- [Provided material]:
————

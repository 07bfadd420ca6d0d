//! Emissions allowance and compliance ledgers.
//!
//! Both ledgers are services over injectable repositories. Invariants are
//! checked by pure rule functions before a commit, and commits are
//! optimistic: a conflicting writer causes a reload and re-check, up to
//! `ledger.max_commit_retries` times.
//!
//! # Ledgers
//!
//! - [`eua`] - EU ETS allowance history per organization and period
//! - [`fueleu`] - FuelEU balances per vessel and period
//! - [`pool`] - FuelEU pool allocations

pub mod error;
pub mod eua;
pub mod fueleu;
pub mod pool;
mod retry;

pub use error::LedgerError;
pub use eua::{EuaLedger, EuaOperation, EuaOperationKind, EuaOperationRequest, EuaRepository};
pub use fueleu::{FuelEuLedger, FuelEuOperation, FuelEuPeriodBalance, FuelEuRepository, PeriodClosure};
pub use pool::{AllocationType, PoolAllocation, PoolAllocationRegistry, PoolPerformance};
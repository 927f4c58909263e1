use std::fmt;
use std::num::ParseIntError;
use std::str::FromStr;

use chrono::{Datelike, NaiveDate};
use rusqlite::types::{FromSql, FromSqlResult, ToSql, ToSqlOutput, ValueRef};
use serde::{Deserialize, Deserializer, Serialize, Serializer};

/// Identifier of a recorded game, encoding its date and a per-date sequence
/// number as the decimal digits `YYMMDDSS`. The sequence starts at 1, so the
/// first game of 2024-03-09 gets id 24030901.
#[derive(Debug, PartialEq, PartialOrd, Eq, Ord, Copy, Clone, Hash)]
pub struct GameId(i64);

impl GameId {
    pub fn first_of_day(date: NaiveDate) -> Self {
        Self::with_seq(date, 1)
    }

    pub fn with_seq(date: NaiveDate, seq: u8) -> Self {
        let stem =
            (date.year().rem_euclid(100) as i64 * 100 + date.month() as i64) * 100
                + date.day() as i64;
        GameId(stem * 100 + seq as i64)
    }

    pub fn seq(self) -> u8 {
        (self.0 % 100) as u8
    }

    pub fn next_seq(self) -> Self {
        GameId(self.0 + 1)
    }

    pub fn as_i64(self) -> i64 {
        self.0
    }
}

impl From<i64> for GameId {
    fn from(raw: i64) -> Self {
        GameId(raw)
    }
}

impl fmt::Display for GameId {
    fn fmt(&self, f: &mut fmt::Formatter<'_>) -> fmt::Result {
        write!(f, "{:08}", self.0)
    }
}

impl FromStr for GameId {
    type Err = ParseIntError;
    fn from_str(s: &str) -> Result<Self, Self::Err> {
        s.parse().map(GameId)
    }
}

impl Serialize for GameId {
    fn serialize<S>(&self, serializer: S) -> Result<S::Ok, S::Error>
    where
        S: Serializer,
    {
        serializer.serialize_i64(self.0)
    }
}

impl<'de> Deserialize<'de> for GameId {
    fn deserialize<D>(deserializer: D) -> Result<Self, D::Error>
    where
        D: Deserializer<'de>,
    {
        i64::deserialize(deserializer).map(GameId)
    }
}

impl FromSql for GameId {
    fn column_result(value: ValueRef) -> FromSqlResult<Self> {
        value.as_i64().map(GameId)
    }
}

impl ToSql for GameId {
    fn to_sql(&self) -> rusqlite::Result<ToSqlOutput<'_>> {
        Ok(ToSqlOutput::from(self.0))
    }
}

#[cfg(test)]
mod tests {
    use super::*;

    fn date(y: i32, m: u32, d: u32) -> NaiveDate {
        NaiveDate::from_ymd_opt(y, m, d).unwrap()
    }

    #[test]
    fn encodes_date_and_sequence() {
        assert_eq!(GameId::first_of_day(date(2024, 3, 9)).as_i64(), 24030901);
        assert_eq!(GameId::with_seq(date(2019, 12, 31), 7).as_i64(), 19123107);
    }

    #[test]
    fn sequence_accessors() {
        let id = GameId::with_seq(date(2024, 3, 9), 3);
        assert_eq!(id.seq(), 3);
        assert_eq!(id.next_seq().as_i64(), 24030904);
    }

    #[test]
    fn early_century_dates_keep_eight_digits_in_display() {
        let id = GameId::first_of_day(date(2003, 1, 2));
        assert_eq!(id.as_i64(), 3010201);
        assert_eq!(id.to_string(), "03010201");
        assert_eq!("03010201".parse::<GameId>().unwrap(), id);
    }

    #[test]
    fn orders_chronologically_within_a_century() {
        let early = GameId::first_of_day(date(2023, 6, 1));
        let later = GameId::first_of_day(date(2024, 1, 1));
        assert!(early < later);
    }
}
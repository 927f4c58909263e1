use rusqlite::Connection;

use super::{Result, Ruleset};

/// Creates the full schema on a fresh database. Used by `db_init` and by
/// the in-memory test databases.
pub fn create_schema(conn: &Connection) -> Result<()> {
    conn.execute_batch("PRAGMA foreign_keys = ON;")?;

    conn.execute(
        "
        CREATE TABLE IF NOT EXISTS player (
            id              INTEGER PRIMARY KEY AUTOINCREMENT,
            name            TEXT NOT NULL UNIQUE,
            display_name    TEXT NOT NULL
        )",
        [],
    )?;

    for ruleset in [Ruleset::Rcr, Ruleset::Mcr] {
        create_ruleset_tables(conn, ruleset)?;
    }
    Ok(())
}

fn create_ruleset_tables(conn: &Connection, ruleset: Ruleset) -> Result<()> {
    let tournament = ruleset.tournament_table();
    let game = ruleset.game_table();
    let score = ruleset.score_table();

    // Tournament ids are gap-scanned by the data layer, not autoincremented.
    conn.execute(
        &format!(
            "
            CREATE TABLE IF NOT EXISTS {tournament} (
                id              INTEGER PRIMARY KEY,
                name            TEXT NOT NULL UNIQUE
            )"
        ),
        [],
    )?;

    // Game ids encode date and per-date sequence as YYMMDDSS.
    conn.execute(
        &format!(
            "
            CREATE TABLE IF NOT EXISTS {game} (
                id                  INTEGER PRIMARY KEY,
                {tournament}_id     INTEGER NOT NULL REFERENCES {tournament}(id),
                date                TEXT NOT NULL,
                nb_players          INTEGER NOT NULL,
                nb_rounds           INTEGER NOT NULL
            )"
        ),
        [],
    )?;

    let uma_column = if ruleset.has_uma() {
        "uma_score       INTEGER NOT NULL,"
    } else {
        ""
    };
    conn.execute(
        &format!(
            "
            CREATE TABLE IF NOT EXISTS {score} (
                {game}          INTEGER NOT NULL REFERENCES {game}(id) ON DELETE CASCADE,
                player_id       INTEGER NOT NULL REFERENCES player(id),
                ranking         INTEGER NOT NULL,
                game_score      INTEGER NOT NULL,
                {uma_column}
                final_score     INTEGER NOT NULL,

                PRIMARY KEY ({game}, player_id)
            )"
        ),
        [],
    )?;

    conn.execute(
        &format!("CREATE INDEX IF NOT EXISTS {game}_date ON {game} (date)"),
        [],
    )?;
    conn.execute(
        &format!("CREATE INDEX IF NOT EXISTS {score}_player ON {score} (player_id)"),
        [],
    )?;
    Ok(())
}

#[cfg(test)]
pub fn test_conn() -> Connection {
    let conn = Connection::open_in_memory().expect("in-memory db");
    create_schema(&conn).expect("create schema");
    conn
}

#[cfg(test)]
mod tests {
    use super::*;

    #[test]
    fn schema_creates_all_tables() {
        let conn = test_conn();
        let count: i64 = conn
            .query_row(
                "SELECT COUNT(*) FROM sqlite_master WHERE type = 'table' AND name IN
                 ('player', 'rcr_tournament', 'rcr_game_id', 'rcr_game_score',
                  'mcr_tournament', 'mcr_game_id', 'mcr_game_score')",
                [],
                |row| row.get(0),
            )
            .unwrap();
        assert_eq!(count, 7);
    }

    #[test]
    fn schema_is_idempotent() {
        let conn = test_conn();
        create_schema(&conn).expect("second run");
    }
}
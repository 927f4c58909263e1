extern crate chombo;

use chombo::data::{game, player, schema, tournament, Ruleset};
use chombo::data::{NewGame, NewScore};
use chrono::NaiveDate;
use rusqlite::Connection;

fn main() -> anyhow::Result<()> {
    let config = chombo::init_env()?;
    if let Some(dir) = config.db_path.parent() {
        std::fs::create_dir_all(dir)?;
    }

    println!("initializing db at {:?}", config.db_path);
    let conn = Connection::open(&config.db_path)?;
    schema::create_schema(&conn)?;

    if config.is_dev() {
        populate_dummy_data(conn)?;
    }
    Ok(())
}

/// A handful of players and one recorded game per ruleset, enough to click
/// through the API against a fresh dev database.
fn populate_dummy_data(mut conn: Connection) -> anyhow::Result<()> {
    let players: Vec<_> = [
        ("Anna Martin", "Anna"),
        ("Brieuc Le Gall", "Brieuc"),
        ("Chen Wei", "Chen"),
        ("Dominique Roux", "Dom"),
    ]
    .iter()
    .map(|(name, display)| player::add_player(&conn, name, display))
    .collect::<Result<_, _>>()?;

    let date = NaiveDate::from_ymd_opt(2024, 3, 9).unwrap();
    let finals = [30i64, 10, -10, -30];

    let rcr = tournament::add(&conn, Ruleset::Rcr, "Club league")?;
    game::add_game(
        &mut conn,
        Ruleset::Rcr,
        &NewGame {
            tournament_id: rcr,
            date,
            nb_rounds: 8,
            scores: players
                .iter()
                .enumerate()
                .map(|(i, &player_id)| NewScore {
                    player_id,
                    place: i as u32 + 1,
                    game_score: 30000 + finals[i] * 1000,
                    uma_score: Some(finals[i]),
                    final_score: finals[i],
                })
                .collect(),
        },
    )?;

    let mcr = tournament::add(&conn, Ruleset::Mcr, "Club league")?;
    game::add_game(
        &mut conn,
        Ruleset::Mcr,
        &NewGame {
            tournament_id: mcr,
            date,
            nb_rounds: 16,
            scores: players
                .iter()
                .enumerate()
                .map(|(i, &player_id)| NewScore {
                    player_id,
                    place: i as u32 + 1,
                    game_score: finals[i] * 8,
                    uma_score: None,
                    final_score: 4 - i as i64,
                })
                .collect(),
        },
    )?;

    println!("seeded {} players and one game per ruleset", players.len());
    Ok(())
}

————

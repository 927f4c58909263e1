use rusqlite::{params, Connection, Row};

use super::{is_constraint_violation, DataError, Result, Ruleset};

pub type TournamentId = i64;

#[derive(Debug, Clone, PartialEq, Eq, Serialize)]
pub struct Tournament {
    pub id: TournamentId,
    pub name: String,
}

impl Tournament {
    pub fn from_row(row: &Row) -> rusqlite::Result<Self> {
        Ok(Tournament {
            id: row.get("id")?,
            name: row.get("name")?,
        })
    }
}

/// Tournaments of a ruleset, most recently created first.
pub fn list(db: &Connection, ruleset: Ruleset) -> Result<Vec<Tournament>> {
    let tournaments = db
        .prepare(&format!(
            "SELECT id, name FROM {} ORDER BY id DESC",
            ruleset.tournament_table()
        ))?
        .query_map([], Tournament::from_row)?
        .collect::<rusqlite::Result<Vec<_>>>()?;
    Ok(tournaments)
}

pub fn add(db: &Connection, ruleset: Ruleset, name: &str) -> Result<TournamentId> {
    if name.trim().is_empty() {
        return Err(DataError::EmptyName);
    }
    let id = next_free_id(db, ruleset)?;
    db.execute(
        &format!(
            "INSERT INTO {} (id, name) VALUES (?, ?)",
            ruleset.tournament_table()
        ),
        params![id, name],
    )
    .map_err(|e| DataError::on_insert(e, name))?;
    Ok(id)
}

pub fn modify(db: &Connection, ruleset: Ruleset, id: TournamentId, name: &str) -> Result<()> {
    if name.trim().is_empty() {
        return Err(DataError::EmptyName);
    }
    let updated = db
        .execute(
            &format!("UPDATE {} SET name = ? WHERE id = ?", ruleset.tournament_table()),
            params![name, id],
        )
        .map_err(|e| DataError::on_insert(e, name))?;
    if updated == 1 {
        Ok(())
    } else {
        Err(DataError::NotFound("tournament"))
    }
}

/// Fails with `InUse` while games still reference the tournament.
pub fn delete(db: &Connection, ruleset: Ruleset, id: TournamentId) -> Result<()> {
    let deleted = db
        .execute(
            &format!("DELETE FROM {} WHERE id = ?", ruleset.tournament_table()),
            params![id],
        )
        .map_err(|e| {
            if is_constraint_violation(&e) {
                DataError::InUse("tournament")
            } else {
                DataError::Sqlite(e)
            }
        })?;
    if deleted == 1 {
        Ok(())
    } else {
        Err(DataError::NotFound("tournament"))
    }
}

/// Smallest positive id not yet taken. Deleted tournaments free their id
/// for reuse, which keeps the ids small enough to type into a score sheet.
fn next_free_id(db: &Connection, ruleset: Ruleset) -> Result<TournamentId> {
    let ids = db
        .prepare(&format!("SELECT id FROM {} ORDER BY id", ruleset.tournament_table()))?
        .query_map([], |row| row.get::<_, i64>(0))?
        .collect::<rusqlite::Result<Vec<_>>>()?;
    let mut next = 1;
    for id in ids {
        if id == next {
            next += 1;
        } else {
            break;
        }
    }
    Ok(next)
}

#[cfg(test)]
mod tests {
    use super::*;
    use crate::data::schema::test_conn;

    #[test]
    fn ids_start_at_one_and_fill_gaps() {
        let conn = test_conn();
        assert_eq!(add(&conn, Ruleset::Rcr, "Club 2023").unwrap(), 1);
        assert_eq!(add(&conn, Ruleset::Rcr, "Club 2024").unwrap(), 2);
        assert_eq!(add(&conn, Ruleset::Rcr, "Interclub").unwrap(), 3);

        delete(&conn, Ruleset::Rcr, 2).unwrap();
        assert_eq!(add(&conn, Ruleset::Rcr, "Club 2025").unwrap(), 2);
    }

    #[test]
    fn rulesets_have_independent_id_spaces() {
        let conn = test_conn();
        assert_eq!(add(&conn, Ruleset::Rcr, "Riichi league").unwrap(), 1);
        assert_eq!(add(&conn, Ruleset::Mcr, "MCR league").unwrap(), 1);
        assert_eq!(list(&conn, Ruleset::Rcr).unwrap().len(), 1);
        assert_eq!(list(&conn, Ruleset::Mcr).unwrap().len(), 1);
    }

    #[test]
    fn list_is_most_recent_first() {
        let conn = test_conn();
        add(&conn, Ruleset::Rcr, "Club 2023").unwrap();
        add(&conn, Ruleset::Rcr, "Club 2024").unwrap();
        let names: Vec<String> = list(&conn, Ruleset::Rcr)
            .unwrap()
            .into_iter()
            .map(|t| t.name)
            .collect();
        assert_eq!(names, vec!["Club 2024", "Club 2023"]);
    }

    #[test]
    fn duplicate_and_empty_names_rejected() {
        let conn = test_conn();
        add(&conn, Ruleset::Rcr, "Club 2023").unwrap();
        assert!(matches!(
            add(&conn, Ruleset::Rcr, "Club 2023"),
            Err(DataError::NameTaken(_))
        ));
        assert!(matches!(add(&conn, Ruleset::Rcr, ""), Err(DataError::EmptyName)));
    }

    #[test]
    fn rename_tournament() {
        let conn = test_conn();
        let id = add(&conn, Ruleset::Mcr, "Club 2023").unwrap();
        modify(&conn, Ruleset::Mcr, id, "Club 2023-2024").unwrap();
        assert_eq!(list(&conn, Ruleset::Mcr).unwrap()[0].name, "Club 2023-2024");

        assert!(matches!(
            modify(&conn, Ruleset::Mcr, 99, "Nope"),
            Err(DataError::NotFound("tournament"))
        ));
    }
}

————

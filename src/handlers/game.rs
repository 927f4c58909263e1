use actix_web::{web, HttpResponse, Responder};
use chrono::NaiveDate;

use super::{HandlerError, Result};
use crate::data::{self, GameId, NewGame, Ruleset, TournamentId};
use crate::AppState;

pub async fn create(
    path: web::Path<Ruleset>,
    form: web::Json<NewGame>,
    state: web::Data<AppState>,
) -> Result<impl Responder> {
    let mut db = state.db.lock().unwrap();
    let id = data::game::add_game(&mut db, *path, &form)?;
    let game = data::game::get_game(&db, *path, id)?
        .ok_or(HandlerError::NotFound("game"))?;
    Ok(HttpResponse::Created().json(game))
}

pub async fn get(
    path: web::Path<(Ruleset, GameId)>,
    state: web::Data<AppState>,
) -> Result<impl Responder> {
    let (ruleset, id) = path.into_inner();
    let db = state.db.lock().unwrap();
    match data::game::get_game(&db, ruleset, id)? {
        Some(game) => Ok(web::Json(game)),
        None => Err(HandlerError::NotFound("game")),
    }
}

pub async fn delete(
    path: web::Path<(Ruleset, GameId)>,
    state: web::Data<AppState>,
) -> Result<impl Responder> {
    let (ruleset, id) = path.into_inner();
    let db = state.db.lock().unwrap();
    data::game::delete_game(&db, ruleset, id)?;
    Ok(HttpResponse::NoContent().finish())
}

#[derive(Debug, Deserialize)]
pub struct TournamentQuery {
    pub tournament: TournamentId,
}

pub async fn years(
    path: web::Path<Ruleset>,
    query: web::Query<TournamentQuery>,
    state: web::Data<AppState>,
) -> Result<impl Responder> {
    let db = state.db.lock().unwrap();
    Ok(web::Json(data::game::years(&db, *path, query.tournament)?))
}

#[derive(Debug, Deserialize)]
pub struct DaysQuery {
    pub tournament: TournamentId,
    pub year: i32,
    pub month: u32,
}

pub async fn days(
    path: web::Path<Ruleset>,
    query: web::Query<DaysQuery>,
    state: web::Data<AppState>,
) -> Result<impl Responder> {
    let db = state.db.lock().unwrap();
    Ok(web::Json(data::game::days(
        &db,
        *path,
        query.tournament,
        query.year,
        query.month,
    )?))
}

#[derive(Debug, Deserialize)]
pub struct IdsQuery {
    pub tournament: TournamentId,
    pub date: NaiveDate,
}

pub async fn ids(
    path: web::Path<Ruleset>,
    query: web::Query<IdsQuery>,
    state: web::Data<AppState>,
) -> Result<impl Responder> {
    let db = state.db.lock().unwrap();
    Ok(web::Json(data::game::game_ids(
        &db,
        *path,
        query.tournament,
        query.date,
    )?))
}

————

- [Work instruction]: Only the lines above starting at the line that holds "repository 07bfadd420ca6d0d" and ending at the line that holds "pub use error::LedgerError;" are to be repeated, exactly and in full.

- [Solution to this task]:
repository 07bfadd420ca6d0d
//! Emissions allowance and compliance ledgers.
//!
//! Both ledgers are services over injectable repositories. Invariants are
//! checked by pure rule functions before a commit, and commits are
//! optimistic: a conflicting writer causes a reload and re-check, up to
//! `ledger.max_commit_retries` times.
//!
//! # Ledgers
//!
//! - [`eua`] - EU ETS allowance history per organization and period
//! - [`fueleu`] - FuelEU balances per vessel and period
//! - [`pool`] - FuelEU pool allocations

pub mod error;
pub mod eua;
pub mod fueleu;
pub mod pool;
mod retry;

pub use error::LedgerError;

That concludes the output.